Saturday, March 28, 2009

Prosaic Images of a Manifested Culture.


Tagged as presenting a predictably bleak view of America's realization of it's Manifest Destiny, "Into the Sunset: Photography's Image of the American West" generates provocative and amusing conversations between the images throughout.  The medium of photography is seen as incidental, reflecting the coincidence between the invention and development of photography and the rise of the west, a highly fantasized, but real, industrialized area.  Photography of the west served as empirical documentation and a visionary expression of a world unexplored, opening the doors to a world offering seemingly infinite possibilities, allowing transcontinental expansion.  Some argue that the photography following World War II transforms into cliche documentation of the understated indictments of modern civilization, producing images only good enough for the tourism and real estate industries.  Equivalently, the images of people subsequent to World War II are less admirable than those preceding the war, for the photographs degrade the subjects into pathetic, disadvantageous men and women of a place that should be portrayed in the light of unprecedented freedom for individual expression and experimental behavior.  The stark contrast between the images of people dated before the war and those that are dated after comes from the heroic nature required to endure and persevere in a newly established area.  The problem that arises is whether contemporary photography should capture something better, leaving failure and disappointment in the shadows. 

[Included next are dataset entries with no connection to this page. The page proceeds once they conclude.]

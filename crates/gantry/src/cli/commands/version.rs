//! Version command

use clap::Args;

use gantry_changelog::load_annotations;
use gantry_core::config::load_config;
use gantry_core::discover::Discoverer;
use gantry_git::{module_tag, GitRepo, ModuleTags};
use gantry_release::{build_release_manifest, calculate, next_release_id, SystemClock};

use crate::cli::{output, Cli, OutputFormat};

/// Placeholder for modules that have never been tagged.
const UNRELEASED_VERSION: &str = "v0.0.0-00010101000000-000000000000";

/// Show a module's current or projected version
#[derive(Debug, Args)]
pub struct VersionCommand {
    /// Relative repository path of the module
    #[arg(default_value = ".")]
    pub module: String,

    /// Print the projected version tag after the next release
    #[arg(long)]
    pub unreleased: bool,

    /// Calculate a pre-release with this identifier, with --unreleased
    #[arg(long)]
    pub preview: Option<String>,
}

impl VersionCommand {
    /// Execute the version command
    pub fn execute(&self, cli: &Cli) -> anyhow::Result<()> {
        let cwd = std::env::current_dir()?;
        let repo = GitRepo::discover(&cwd)?;
        let root = repo.workdir().to_path_buf();

        let config = load_config(&root)?;
        let discoverer = Discoverer::discover(&root)?;
        let tags = repo.tags()?;
        let module_tags = ModuleTags::parse(&tags);
        let annotations = load_annotations(&root)?;

        let release = calculate(&discoverer, &repo, &module_tags, &config, &annotations)?;

        if self.unreleased {
            let id = next_release_id(&tags, &SystemClock);
            let manifest = build_release_manifest(
                &release.tree,
                &id,
                &release.modules,
                false,
                self.preview.as_deref(),
            )?;

            if let Some(entry) = manifest.modules.get(&self.module) {
                let tag = module_tag(&self.module, &entry.to)?;
                self.print(&tag, cli)?;
                return Ok(());
            }
            // not part of the next release; fall through to the current version
        }

        let record = release
            .modules
            .values()
            .find(|r| r.rel_repo_path == self.module)
            .ok_or_else(|| anyhow::anyhow!("module not found: {}", self.module))?;

        let version = record.latest.as_deref().unwrap_or(UNRELEASED_VERSION);
        self.print(version, cli)?;
        Ok(())
    }

    fn print(&self, version: &str, cli: &Cli) -> anyhow::Result<()> {
        match cli.format {
            OutputFormat::Json => {
                let value = serde_json::json!({
                    "module": self.module,
                    "version": version,
                });
                println!("{}", serde_json::to_string_pretty(&value)?);
            }
            OutputFormat::Text if cli.verbose => {
                println!("{}", output::key_value(&self.module, version));
            }
            OutputFormat::Text => println!("{version}"),
        }
        Ok(())
    }
}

The veracity is that the quandary falls with the lack of meritorious subject matter to be captured; photographers are only failing because critics are looking for the awe-inspiring image that the viewer diagnosed with stendhal syndrome.  Until the public provides artists with subjects that are valuable, we are stuck celebrating the lackluster American culture.

"Into the Sunset: Photography's Image of the American West" is a resonant exhibition at the Museum of Modern Art in New York.